Je ne me rappelle plus qui a dit ça : c’est peut-être Aragon ?
La littérature, c’est un métier d’escroc, mais il ne faut pas se faire prendre !
À Adelina Khamaganova-Marchand
En ce vingt-huit avril deux mille, à quatre heures de l’après-midi, le ciel s’était tellement assombri qu’on aurait dit qu’il faisait déjà nuit, comme pendant une éclipse, une panne de l’univers. L’orage se faisait attendre comme une diva. La foule regardait passer tous ces gens célèbres, tous ces artistes à lunettes noires qui se pressaient maladroitement dans ce cimetière comme d’étranges aveugles qui cachent leurs larmes ou leur indifférence. De belles dames en hauts talons trébuchaient sur les vieux pavés du Père-Lachaise ; tels des flamants roses en deuil. Toute cette troupe bringuebalante suivait un corbillard de luxe, Cadillac amortie, douce, silencieuse, et qui emmenait une des plus jolies, des plus jeunes et des plus prometteuses actrices du cinéma français, vers le trou béant de l’éternité, pour une place au box-office éternel.
Oh ! il en avait vus d’autres sur ses vieux pavés le Père-Lachaise, lui, le cinq étoiles de la mort, depuis qu’on avait enterré une petite fille de cinq ans en 1804, et que tout ce qui était mort de plus célèbre après l’avait suivie… Elle était morte dans son sommeil, sans aucune raison, la veille ; et le médecin légiste qui avait autopsié ce corps superbe en transpirant comme s’il avait touché le corps de Cléopâtre, n’avait rien trouvé qui eût pu expliquer ce décès ; une autopsie blanche selon le jargon de la profession.
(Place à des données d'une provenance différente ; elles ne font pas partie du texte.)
//! Strata Worker
//!
//! Long-running process that owns the backup pipeline.
//!
//! # Architecture
//!
//! - Job worker pool polling the persistent `backup_jobs` queue
//! - Backup scheduler (weekly backup, daily retention sweep, integrity sampling)
//! - REST surface:
//!   - POST /backup/restore, POST /backup/test, GET /backup/test/:id
//!   - GET /backup/health, GET /health, GET /ready, GET /metrics
//!
//! # Configuration
//!
//! Environment variables, see [`strata_worker::config::Settings`]. The most
//! important ones:
//! - DATABASE_URL - PostgreSQL metadata store (records and job queue)
//! - STRATA_STORAGE_BACKEND - `local` or `gcs`
//! - STRATA_LOCAL_MASTER_KEYS or STRATA_KMS_KEYS - envelope key wrapping
//! - PORT - HTTP port (default: 8080)

use std::time::Duration;
use strata_worker::bootstrap::{connect_services, Runtime};
use strata_worker::config::{mask_password, Settings};
use strata_worker::handler::{router, AppState};
use strata_worker::metrics;
use tokio::signal;
use tokio::sync::watch;
use tower_http::{limit::RequestBodyLimitLayer, timeout::TimeoutLayer, trace::TraceLayer};
use tracing::{error, info};
use tracing_subscriber::{layer::SubscriberExt, util::SubscriberInitExt};

#[tokio::main]
async fn main() {
    // JSON logs for Cloud Logging
    tracing_subscriber::registry()
        .with(
            tracing_subscriber::EnvFilter::try_from_default_env().unwrap_or_else(|_| {
                "strata_worker=info,strata_runtime=info,tower_http=info".into()
            }),
        )
        .with(tracing_subscriber::fmt::layer().json())
        .init();

    info!("Starting Strata worker");

    let settings = match Settings::from_env() {
        Ok(settings) => settings,
        Err(e) => {
            error!(error = %format!("{:#}", e), "Failed to load configuration");
            std::process::exit(1);
        }
    };

    let runtime_settings = &settings.runtime;
    info!(
        database_url = %mask_password(&settings.database_url),
        port = settings.port,
        primary_database = %runtime_settings.pipeline.primary_database,
        primary_region = %runtime_settings.pipeline.primary_region,
        secondary_region = %runtime_settings.pipeline.secondary_region,
        retention_days = runtime_settings.pipeline.retention_days,
        rto_seconds = runtime_settings.restore.rto.as_secs(),
        concurrency = runtime_settings.worker.concurrency,
        "Configuration loaded"
    );

    let services = match connect_services(&settings).await {
        Ok(services) => services,
        Err(e) => {
            error!(error = %format!("{:#}", e), "Failed to initialize services");
            std::process::exit(1);
        }
    };

    metrics::init_metrics();
    let runtime = Runtime::assemble(services, &settings.runtime);

    let (shutdown_tx, shutdown_rx) = watch::channel(false);
    let pool = runtime.pool.clone();
    let pool_task = tokio::spawn(async move { pool.run(shutdown_rx).await });
    runtime.scheduler.start();

    let app = router(AppState::from_runtime(&runtime))
        .layer(TraceLayer::new_for_http())
        .layer(TimeoutLayer::new(Duration::from_secs(30)))
        .layer(RequestBodyLimitLayer::new(64 * 1024));

    let addr = format!("0.0.0.0:{}", settings.port);
    let listener = match tokio::net::TcpListener::bind(&addr).await {
        Ok(l) => l,
        Err(e) => {
            error!(error = %e, address = %addr, "Failed to bind server");
            std::process::exit(1);
        }
    };

    info!(address = %addr, "Server listening");

    let served = axum::serve(listener, app)
        .with_graceful_shutdown(shutdown_signal())
        .await;

    runtime.scheduler.stop().await;
    shutdown_tx.send_replace(true);
    match pool_task.await {
        Ok(Ok(())) => info!("Worker pool drained"),
        Ok(Err(e)) => error!(error = %e, "Worker pool stopped with error"),
        Err(e) => error!(error = %e, "Worker pool task panicked"),
    }

    if let Err(e) = served {
        error!(error = %e, "Server error");
        std::process::exit(1);
    }

    info!("Worker shut down gracefully");
}

/// Waits for SIGTERM or Ctrl-C
async fn shutdown_signal() {
    let ctrl_c = async {
        if let Err(e) = signal::ctrl_c().await {
            error!(error = %e, "Failed to install Ctrl+C handler");
            std::future::pending::<()>().await;
        }
    };

    #[cfg(unix)]
    let terminate = async {
        match signal::unix::signal(signal::unix::SignalKind::terminate()) {
            Ok(mut sigterm) => {
                sigterm.recv().await;
            }
            Err(e) => {
                error!(error = %e, "Failed to install SIGTERM handler");
                std::future::pending::<()>().await;
            }
        }
    };

    #[cfg(not(unix))]
    let terminate = std::future::pending::<()>();

    tokio::select! {
        _ = ctrl_c => {
            info!("Received Ctrl-C, shutting down");
        }
        _ = terminate => {
            info!("Received SIGTERM, shutting down");
        }
    }
}
//! Concurrency control for job workers

use std::sync::Arc;
use std::time::Instant;
use tokio::sync::{OwnedSemaphorePermit, Semaphore};

/// Bounds how many jobs one worker process runs at once
#[derive(Clone)]
pub struct ConcurrencyLimiter {
    semaphore: Arc<Semaphore>,
    max_concurrent: usize,
}

impl ConcurrencyLimiter {
    pub fn new(max_concurrent: usize) -> Self {
        let max_concurrent = max_concurrent.max(1);
        Self {
            semaphore: Arc::new(Semaphore::new(max_concurrent)),
            max_concurrent,
        }
    }

    /// Wait for a free slot. The permit can move into a spawned task.
    #[tracing::instrument(
        name = "concurrency.acquire",
        skip(self),
        fields(
            max_concurrent = %self.max_concurrent,
            available_before = tracing::field::Empty,
            wait_duration_ms = tracing::field::Empty,
        )
    )]
    pub async fn acquire(&self) -> crate::Result<OwnedSemaphorePermit> {
        let span = tracing::Span::current();
        span.record("available_before", self.semaphore.available_permits());

        let start = Instant::now();
        let permit = self
            .semaphore
            .clone()
            .acquire_owned()
            .await
            .map_err(|_| crate::Error::Internal("Concurrency limiter closed".to_string()))?;

        span.record("wait_duration_ms", start.elapsed().as_millis() as u64);
        Ok(permit)
    }

    /// Take a slot only if one is free right now
    pub fn try_acquire(&self) -> Option<OwnedSemaphorePermit> {
        self.semaphore.clone().try_acquire_owned().ok()
    }

    pub fn max_concurrent(&self) -> usize {
        self.max_concurrent
    }

    pub fn available(&self) -> usize {
        self.semaphore.available_permits()
    }

    /// Wait until every outstanding permit has been returned
    pub async fn drain(&self) -> crate::Result<()> {
        let _all = self
            .semaphore
            .acquire_many(self.max_concurrent as u32)
            .await
            .map_err(|_| crate::Error::Internal("Concurrency limiter closed".to_string()))?;
        Ok(())
    }
}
Elle était morte comme Ophélie, en pleine jeunesse et en pleine beauté ; elle allait descendre la rivière entourée des larmes d’Hamlet et d’un public avide d’histoires vécues.
Au moment de l’inhumation, le cercle des proches ne comportait que des gens de cinéma : producteurs, metteurs en scène, acteurs, attachés de presse, envoyés spéciaux dont la spécialité était surtout de prendre en photo les larmes des vivants et le sourire des morts. Le cimetière se vida par petits groupes de simples promeneurs dans cette jolie petite ville où les maisons ne sont que les lotissements de la mort. Bientôt tous les journaux et les magazines évoquant le décès de Simone Vitelli se retrouveraient chez les coiffeurs et dans les salles d’attente des dentistes pour quelques mois encore ; puis d’autres stars, d’autres drames les remplaceraient et la star se chiffonnera comme une poupée de papier, figée dans son sourire, au Festival de Cannes de l’année d’avant… avant…
L’inspecteur Morrigane, Maurice Morrigane, reposa son bol de café, pensif. Cet air hébété et cette démarche égarée ne le quittaient jamais, depuis qu’une fatale passion avait dévasté son passé, lui laissant comme un tatouage ineffaçable. Elle s’appelait Elena, une femme de l’Est, genre Dostoïevski, Tolstoï et compagnie, à consommer avec modération et sans garantie. D’ailleurs, il pensait toujours à cet autre imbécile, quand il passait devant les Invalides, qui avait voulu envahir la Russie en hiver ; comme lui, il n’était pas loin de la retraite, seule issue à ce genre de conneries. Sa vie désormais était dominée par ce visage de madone, dont la douceur cruelle le tuait à petit feu. Il faisait ses enquêtes machinalement, comme s’il empruntait des chemins sans savoir vraiment où aller ; pourtant cette désinvolture était souvent couronnée de succès, car il est évident qu’il est plus simple de trouver les choses, comme par exemple ses lunettes, sans les chercher vraiment. Elena était grande et changeante ; elle pouvait passer pour une Asiatique quand elle laissait ses beaux cheveux noirs tomber sur son dos de déesse brune et pourtant blanche. Mais quand elle sortait de chez le coiffeur, et que ses cheveux ondulaient avec légèreté, elle était une star italienne ou sud-américaine. Au début, il avait eu la suffisance de croire qu’il était le maître du jeu, car elle avait cette simplicité, cette douceur, cette timidité des femmes amoureuses. Mais plus tard, il sut qu’il avait été intoxiqué par cette bouche bien dessinée qui lui faisait chaque fois se demander qui lui avait appris à embrasser comme ça. Maurice caressait son souvenir comme ces croyants qui usent les pieds des statues de la Sainte Vierge dans les églises italiennes.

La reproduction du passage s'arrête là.